Influencer oder Content Creator sind auf Social-Media-Plattformen wie Facebook, Instagram und Tiktok präsent. Sie geben Einblicke in ihren Alltag, testen und bewerben oft Produkte, Lebensmittel oder Restaurants. Nicht immer läuft das sauber ab: Allein in Nordrhein-Westfalen sollen Influencer den Staat um rund 300 Millionen Euro betrogen haben. Das dortige Landesamt zur Bekämpfung der Finanzkriminalität analysiert mehreren Berichten zufolge derzeit ein Paket mit 6000 Datensätzen. Hieraus solle sich der mutmaßliche Millionen-Schaden ergeben.
Das Landesamt teilte der Deutschen Presse-Agentur mit: „Ziel der Ermittlungen sind professionelle Influencer, die ihre steuerlichen Pflichten mit hoher krimineller Energie umgehen.“ Es sei keine Seltenheit, dass ein Content-Creator monatlich mehrere zehntausend Euro verdiene, aber nicht einmal eine Steuernummer habe, heißt es weiter.

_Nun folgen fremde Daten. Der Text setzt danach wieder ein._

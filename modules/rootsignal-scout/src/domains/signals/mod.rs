// Signals domain: dedup, creation, wiring.

pub mod activities;
pub mod events;

use anyhow::Result;
use seesaw_core::{events, handle, handlers, Context, Events};
use uuid::Uuid;

use crate::core::aggregate::ExtractedBatch;
use crate::core::engine::ScoutEngineDeps;
use crate::domains::signals::activities::{creation, dedup};
use crate::domains::signals::events::SignalEvent;

#[handlers]
pub mod handlers {
    use super::*;

    /// SignalsExtracted → run 4-layer dedup on the extracted batch.
    #[handle(on = [SignalEvent::SignalsExtracted], id = "signals:dedup", extract(url, batch))]
    async fn dedup(
        url: String,
        batch: Box<ExtractedBatch>,
        ctx: Context<ScoutEngineDeps>,
    ) -> Result<Events> {
        let deps = ctx.deps();
        let state = deps.state.read().await;
        let events = dedup::deduplicate_extracted_batch(&url, &batch, &state, deps).await?;
        Ok(Events::batch(events))
    }

    /// NewSignalAccepted → emit World + System + Citation events, trigger wiring.
    #[handle(on = [SignalEvent::NewSignalAccepted], id = "signals:create", extract(node_id, source_url))]
    async fn signal_creation(
        node_id: Uuid,
        source_url: String,
        ctx: Context<ScoutEngineDeps>,
    ) -> Result<Events> {
        let deps = ctx.deps();
        let state = deps.state.read().await;
        creation::emit_new_signal_events(node_id, &source_url, &state, deps).await
    }

    /// CrossSourceMatchDetected → emit citation + corroboration + scoring events.
    #[handle(on = [SignalEvent::CrossSourceMatchDetected], id = "signals:corroborate", extract(existing_id, node_type, source_url, similarity))]
    async fn corroborate(
        existing_id: Uuid,
        node_type: rootsignal_common::types::NodeType,
        source_url: String,
        similarity: f64,
        ctx: Context<ScoutEngineDeps>,
    ) -> Result<Events> {
        let deps = ctx.deps();
        creation::emit_corroboration_events(existing_id, node_type, &source_url, similarity, deps)
            .await
    }

    /// SameSourceReencountered → emit citation + freshness events.
    #[handle(on = [SignalEvent::SameSourceReencountered], id = "signals:refresh", extract(existing_id, node_type, source_url))]
    async fn refresh(
        existing_id: Uuid,
        node_type: rootsignal_common::types::NodeType,
        source_url: String,
        ctx: Context<ScoutEngineDeps>,
    ) -> Result<Events> {
        let deps = ctx.deps();
        creation::emit_freshness_events(existing_id, node_type, &source_url, deps).await
    }

    /// SignalCreated → wire edges (source, actor, resources, tags).
    #[handle(on = [SignalEvent::SignalCreated], id = "signals:wire_edges", extract(node_id, node_type, source_url, canonical_key))]
    async fn wire_signal_edges(
        node_id: Uuid,
        node_type: rootsignal_common::types::NodeType,
        source_url: String,
        canonical_key: String,
        ctx: Context<ScoutEngineDeps>,
    ) -> Result<Events> {
        let deps = ctx.deps();
        let state = deps.state.read().await;
        creation::wire_signal_edges(node_id, node_type, &source_url, &canonical_key, &state, deps)
            .await
    }
}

Steuerfahndung Baden-Württemberg prüft Influencer-Accounts mit Analysetools
Wie Engelmann, Sprecher des Finanzministeriums Baden-Württemberg, auf Stimme-Nachfrage mitteilt, gebe es bei den Prüfungen der hiesigen Sondereinheit für Steueraufsicht „keine festen Größen wie beispielsweise die Zahl der Follower“. Insgesamt würden laut Engelmann, Stand Frühjahr 2025, etwa 375 Personen in der Steuerfahndung Baden-Württemberg arbeiten. Wie viele davon Influencer prüfen, gibt Engelmann nicht bekannt.
Die Finanzämter Baden-Württemberg würden laut Engelmann zunächst die „Aktivitäten auf den verschiedenen Plattformen“ prüfen. Hierfür würden Analysetools oder Auskunftsersuchen genutzt. „Der betriebene Ermittlungsaufwand richtet sich unter anderem auch an der Höhe der möglichen Steuermehreinnahmen aus“, erklärt der Sprecher weiter.

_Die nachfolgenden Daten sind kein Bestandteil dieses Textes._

pub mod mutations;
pub mod types;

use async_graphql::*;
use types::GqlServiceArea;

#[derive(Default)]
pub struct ServiceAreaQuery;

#[Object]
impl ServiceAreaQuery {
    async fn service_areas(&self, ctx: &Context<'_>) -> Result<Vec<GqlServiceArea>> {
        let pool = ctx.data_unchecked::<sqlx::PgPool>();
        let areas = rootsignal_domains::config::ServiceArea::find_all(pool)
            .await
            .map_err(|e| async_graphql::Error::new(format!("database error: {e}")))?;
        Ok(areas.into_iter().map(GqlServiceArea::from).collect())
    }
}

Ein strafrechtliches Ermittlungsverfahren werde jedoch erst eingeleitet, wenn „konkrete tatsächliche Anhaltspunkte bestehen, dass ein Influencer beispielswiese seine Einnahmen vorsätzlich nicht erklärt hat“. Aus ermittlungstaktischen Gründen will das Finanzministerium hierzu nicht ins Detail gehen.

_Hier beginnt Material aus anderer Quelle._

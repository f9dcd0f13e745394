use chrono::Utc;
use uuid::Uuid;
use rootsignal_graph::{enrich, query, GraphClient};
//! Integration tests for enrichment passes.
//!
//! These tests verify that compute_diversity and compute_actor_stats
//! write correct derived properties to Neo4j nodes.
//!
//! Requirements: Docker (for Neo4j via testcontainers)
//!
//! Run with: cargo test -p rootsignal-graph --features test-utils --test enrich_test

#![cfg(feature = "test-utils")]


async fn setup() -> (impl std::any::Any, GraphClient) {
    rootsignal_graph::testutil::neo4j_container().await
}

fn neo4j_dt(dt: &chrono::DateTime<Utc>) -> String {
    dt.format("%Y-%m-%dT%H:%M:%S%.6f").to_string()
}

/// Create a minimal signal node.
async fn create_signal(client: &GraphClient, label: &str, id: Uuid, source_url: &str) {
    let now = neo4j_dt(&Utc::now());
    let cypher = format!(
        "CREATE (n:{label} {{
            id: $id,
            title: 'Test signal',
            summary: 'Test',
            source_url: $source_url,
            extracted_at: datetime($now),
            lat: 44.9778,
            lng: -93.2650
        }})"
    );
    let q = query(&cypher)
        .param("id", id.to_string())
        .param("source_url", source_url)
        .param("now", now);
    client
        .inner()
        .run(q)
        .await
        .expect("Failed to create signal");
}

/// Create an Evidence node and link it to a signal via SOURCED_FROM.
async fn create_evidence(
    client: &GraphClient,
    label: &str,
    signal_id: Uuid,
    evidence_url: &str,
    channel_type: &str,
) {
    let ev_id = Uuid::new_v4();
    let cypher = format!(
        "MATCH (n:{label} {{id: $signal_id}})
         CREATE (ev:Citation {{
             id: $ev_id,
             source_url: $url,
             channel_type: $channel
         }})
         CREATE (n)-[:SOURCED_FROM]->(ev)"
    );
    let q = query(&cypher)
        .param("signal_id", signal_id.to_string())
        .param("ev_id", ev_id.to_string())
        .param("url", evidence_url)
        .param("channel", channel_type);
    client
        .inner()
        .run(q)
        .await
        .expect("Failed to create evidence");
}

/// Create an Actor node and ACTED_IN edge to a signal.
async fn create_actor_with_edge(
    client: &GraphClient,
    label: &str,
    actor_id: Uuid,
    actor_name: &str,
    signal_id: Uuid,
) {
    let now = neo4j_dt(&Utc::now());
    let cypher = format!(
        "MERGE (a:Actor {{id: $actor_id}})
         ON CREATE SET a.name = $name, a.signal_count = 0
         WITH a
         MATCH (n:{label} {{id: $signal_id}})
         CREATE (a)-[:ACTED_IN {{ts: datetime($now)}}]->(n)"
    );
    let q = query(&cypher)
        .param("actor_id", actor_id.to_string())
        .param("name", actor_name)
        .param("signal_id", signal_id.to_string())
        .param("now", now);
    client
        .inner()
        .run(q)
        .await
        .expect("Failed to create actor edge");
}

/// Read a property from a signal node.
async fn read_prop<T: for<'a> serde::Deserialize<'a> + Default>(
    client: &GraphClient,
    label: &str,
    id: Uuid,
    prop: &str,
) -> T {
    let cypher = format!("MATCH (n:{label} {{id: $id}}) RETURN n.{prop} AS val");
    let q = query(&cypher).param("id", id.to_string());
    let mut stream = client.inner().execute(q).await.expect("query failed");
    if let Some(row) = stream.next().await.expect("stream failed") {
        row.get::<T>("val").unwrap_or_default()
    } else {
        T::default()
    }
}

// ---------------------------------------------------------------------------
// Diversity tests
// ---------------------------------------------------------------------------

#[tokio::test]
async fn signal_with_no_evidence_gets_zero_diversity() {
    let (_c, client) = setup().await;
    let id = Uuid::new_v4();
    create_signal(&client, "Tension", id, "https://example.com/article").await;

    enrich(&client, &[], 0.3, 40.0, 50.0, -100.0, -80.0)
        .await
        .expect("enrich failed");

    let src_div: i64 = read_prop(&client, "Tension", id, "source_diversity").await;
    let ch_div: i64 = read_prop(&client, "Tension", id, "channel_diversity").await;
    let ext_ratio: f64 = read_prop(&client, "Tension", id, "external_ratio").await;

    assert_eq!(src_div, 0);
    assert_eq!(ch_div, 0);
    assert_eq!(ext_ratio, 0.0);
}

#[tokio::test]
async fn same_domain_evidence_has_one_entity_zero_external() {
    let (_c, client) = setup().await;
    let id = Uuid::new_v4();
    create_signal(&client, "Gathering", id, "https://example.com/original").await;
    create_evidence(
        &client,
        "Gathering",
        id,
        "https://example.com/page1",
        "press",
    )
    .await;
    create_evidence(
        &client,
        "Gathering",
        id,
        "https://example.com/page2",
        "press",
    )
    .await;

    enrich(&client, &[], 0.3, 40.0, 50.0, -100.0, -80.0)
        .await
        .expect("enrich failed");

    let src_div: i64 = read_prop(&client, "Gathering", id, "source_diversity").await;
    let ext_ratio: f64 = read_prop(&client, "Gathering", id, "external_ratio").await;

    assert_eq!(src_div, 1); // all same domain = one entity
    assert_eq!(ext_ratio, 0.0); // all internal
}

#[tokio::test]
async fn different_domains_increase_source_diversity() {
    let (_c, client) = setup().await;
    let id = Uuid::new_v4();
    create_signal(&client, "Aid", id, "https://example.com/original").await;
    create_evidence(&client, "Aid", id, "https://example.com/a", "press").await;
    create_evidence(&client, "Aid", id, "https://other.org/b", "press").await;
    create_evidence(&client, "Aid", id, "https://third.net/c", "social").await;

    enrich(&client, &[], 0.3, 40.0, 50.0, -100.0, -80.0)
        .await
        .expect("enrich failed");

    let src_div: i64 = read_prop(&client, "Aid", id, "source_diversity").await;
    let ext_ratio: f64 = read_prop(&client, "Aid", id, "external_ratio").await;

    assert_eq!(src_div, 3); // example.com, other.org, third.net
    assert!((ext_ratio - 2.0 / 3.0).abs() < 0.001); // 2 of 3 are external
}

#[tokio::test]
async fn channel_diversity_only_counts_channels_with_external_sources() {
    let (_c, client) = setup().await;
    let id = Uuid::new_v4();
    create_signal(&client, "Need", id, "https://example.com/original").await;
    // Same domain, press — internal
    create_evidence(&client, "Need", id, "https://example.com/a", "press").await;
    // Different domain, press — external
    create_evidence(&client, "Need", id, "https://other.org/b", "press").await;
    // Same domain, social — internal (channel doesn't count)
    create_evidence(&client, "Need", id, "https://example.com/c", "social").await;
    // Different domain, government — external
    create_evidence(
        &client,
        "Need",
        id,
        "https://gov.state.mn.us/d",
        "government",
    )
    .await;

    enrich(&client, &[], 0.3, 40.0, 50.0, -100.0, -80.0)
        .await
        .expect("enrich failed");

    let ch_div: i64 = read_prop(&client, "Need", id, "channel_diversity").await;
    // Only press (via other.org) and government (via gov.state.mn.us) have external entities
    assert_eq!(ch_div, 2);
}

// ---------------------------------------------------------------------------
// Actor stats tests
// ---------------------------------------------------------------------------

#[tokio::test]
async fn actor_signal_count_matches_acted_in_edge_count() {
    let (_c, client) = setup().await;

    let actor_id = Uuid::new_v4();
    let sig1 = Uuid::new_v4();
    let sig2 = Uuid::new_v4();
    let sig3 = Uuid::new_v4();

    create_signal(&client, "Tension", sig1, "https://a.com/1").await;
    create_signal(&client, "Gathering", sig2, "https://b.com/2").await;
    create_signal(&client, "Aid", sig3, "https://c.com/3").await;

    create_actor_with_edge(&client, "Tension", actor_id, "Test Org", sig1).await;
    create_actor_with_edge(&client, "Gathering", actor_id, "Test Org", sig2).await;
    create_actor_with_edge(&client, "Aid", actor_id, "Test Org", sig3).await;

    enrich(&client, &[], 0.3, 40.0, 50.0, -100.0, -80.0)
        .await
        .expect("enrich failed");

    let count: i64 = read_prop(&client, "Actor", actor_id, "signal_count").await;
    assert_eq!(count, 3);
}

#[tokio::test]
async fn actor_with_no_edges_keeps_zero_signal_count() {
    let (_c, client) = setup().await;

    let actor_id = Uuid::new_v4();
    let q = query("CREATE (a:Actor {id: $id, name: 'Lonely Actor', signal_count: 0})")
        .param("id", actor_id.to_string());
    client.inner().run(q).await.expect("Failed to create actor");

    enrich(&client, &[], 0.3, 40.0, 50.0, -100.0, -80.0)
        .await
        .expect("enrich failed");

    // Actor with no ACTED_IN edges should not be touched by compute_actor_stats
    // (the Cypher MATCH pattern won't match it)
    let count: i64 = read_prop(&client, "Actor", actor_id, "signal_count").await;
    assert_eq!(count, 0);
}

// ---------------------------------------------------------------------------
// Cause heat tests
// ---------------------------------------------------------------------------

/// Create a signal with an embedding (needed for cause_heat computation).
async fn create_signal_with_embedding(
    client: &GraphClient,
    label: &str,
    id: Uuid,
    source_url: &str,
    embedding: &[f64],
) {
    let now = neo4j_dt(&Utc::now());
    let emb_str = format!(
        "[{}]",
        embedding
            .iter()
            .map(|v| v.to_string())
            .collect::<Vec<_>>()
            .join(",")
    );
    let cypher = format!(
        "CREATE (n:{label} {{
            id: $id,
            title: 'Test signal',
            summary: 'Test',
            source_url: $source_url,
            extracted_at: datetime($now),
            lat: 44.9778,
            lng: -93.2650,
            embedding: {emb_str}
        }})"
    );
    let q = query(&cypher)
        .param("id", id.to_string())
        .param("source_url", source_url)
        .param("now", now);
    client
        .inner()
        .run(q)
        .await
        .expect("Failed to create signal with embedding");
}

fn make_embedding(direction: f64) -> Vec<f64> {
    let mut emb = vec![0.0; 1024];
    emb[0] = direction;
    emb[1] = 0.5;
    emb
}

#[tokio::test]
async fn cause_heat_written_for_signals_with_embeddings() {
    let (_c, client) = setup().await;

    // Two tensions with similar embeddings — they should boost each other's heat
    let t1 = Uuid::new_v4();
    let t2 = Uuid::new_v4();
    let emb = make_embedding(1.0);

    create_signal_with_embedding(&client, "Tension", t1, "https://a.com/1", &emb).await;
    create_signal_with_embedding(&client, "Tension", t2, "https://b.com/2", &emb).await;

    // Add evidence so diversity enrichment gives them nonzero diversity
    create_evidence(&client, "Tension", t1, "https://a.com/ev", "press").await;
    create_evidence(&client, "Tension", t2, "https://b.com/ev", "press").await;

    // bbox covers the test lat/lng (44.9778, -93.2650)
    enrich(&client, &[], 0.3, 40.0, 50.0, -100.0, -80.0)
        .await
        .expect("enrich failed");

    let heat1: f64 = read_prop(&client, "Tension", t1, "cause_heat").await;
    let heat2: f64 = read_prop(&client, "Tension", t2, "cause_heat").await;

    // Both tensions should have nonzero heat (they corroborate each other)
    assert!(heat1 > 0.0, "tension 1 should have heat, got {heat1}");
    assert!(heat2 > 0.0, "tension 2 should have heat, got {heat2}");
}

#[tokio::test]
async fn cause_heat_not_written_for_signals_outside_bbox() {
    let (_c, client) = setup().await;

    let t1 = Uuid::new_v4();
    let emb = make_embedding(1.0);
    create_signal_with_embedding(&client, "Tension", t1, "https://a.com/1", &emb).await;

    // bbox does NOT cover lat 44.9778 (our test signal)
    enrich(&client, &[], 0.3, 10.0, 20.0, -100.0, -80.0)
        .await
        .expect("enrich failed");

    // cause_heat should not be set (signal outside bbox)
    let cypher = "MATCH (n:Tension {id: $id}) RETURN n.cause_heat AS val";
    let q = query(cypher).param("id", t1.to_string());
    let mut stream = client.inner().execute(q).await.expect("query failed");
    let row = stream.next().await.expect("stream failed").expect("no row");
    let heat: Option<f64> = row.get("val").ok();
    assert!(
        heat.is_none(),
        "signal outside bbox should have no cause_heat, got {heat:?}"
    );
}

Tübinger Steuerkanzlei hat Influencer als Klienten – und rät bei Fehlern zur Selbstanzeige
Doch steckt hinter dem Steuerbetrug von Influencern tatsächlich immer kriminelle Energie? Diana Schmid glaubt nicht daran, wie sie auf Stimme-Nachfrage sagt. Die Steuerberaterin ist Teil der Tübinger Kanzlei „Steuerdigital“, die sich unter anderem auf die Beratung von Influencern spezialisiert hat. Zu ihrem Klientenstamm gehören Content Creator aus Baden-Württemberg und dem gesamten Bundesgebiet.
„Es herrscht in diesem Bereich immer noch unglaublich viel Unwissenheit“, erklärt Schmid. Unter anderem würden Informationsmöglichkeiten für Content Creator fehlen. Und: „Es gibt kaum Steuerberater, die sich in diesem Gebiet auskennen oder ’heimisch’ fühlen.“
Wie sollten sich betroffene Influencer verhalten, die fürchten, ins Visier der Steuerfahndung zu geraten? Sollte bei der Steuer ein Fehler gemacht worden sein, könne der Betroffene eine Selbstanzeige erstellen, sagt Schmid. Dies solle er „bestenfalls“ mit seinem Steuerberater tun. „Das muss jedoch gemacht werden, bevor eine Betriebsprüfungsanordnung ins Haus geflattert ist“, mahnt die Expertin.
„Wenn eine vollständig und korrekt erstellte Selbstanzeige eingereicht wird, kann hieraus eine Straffreiheit resultieren“, sagt Schmid. Bislang seien ihr noch keine Selbstanzeigen in Baden-Württemberg bekannt.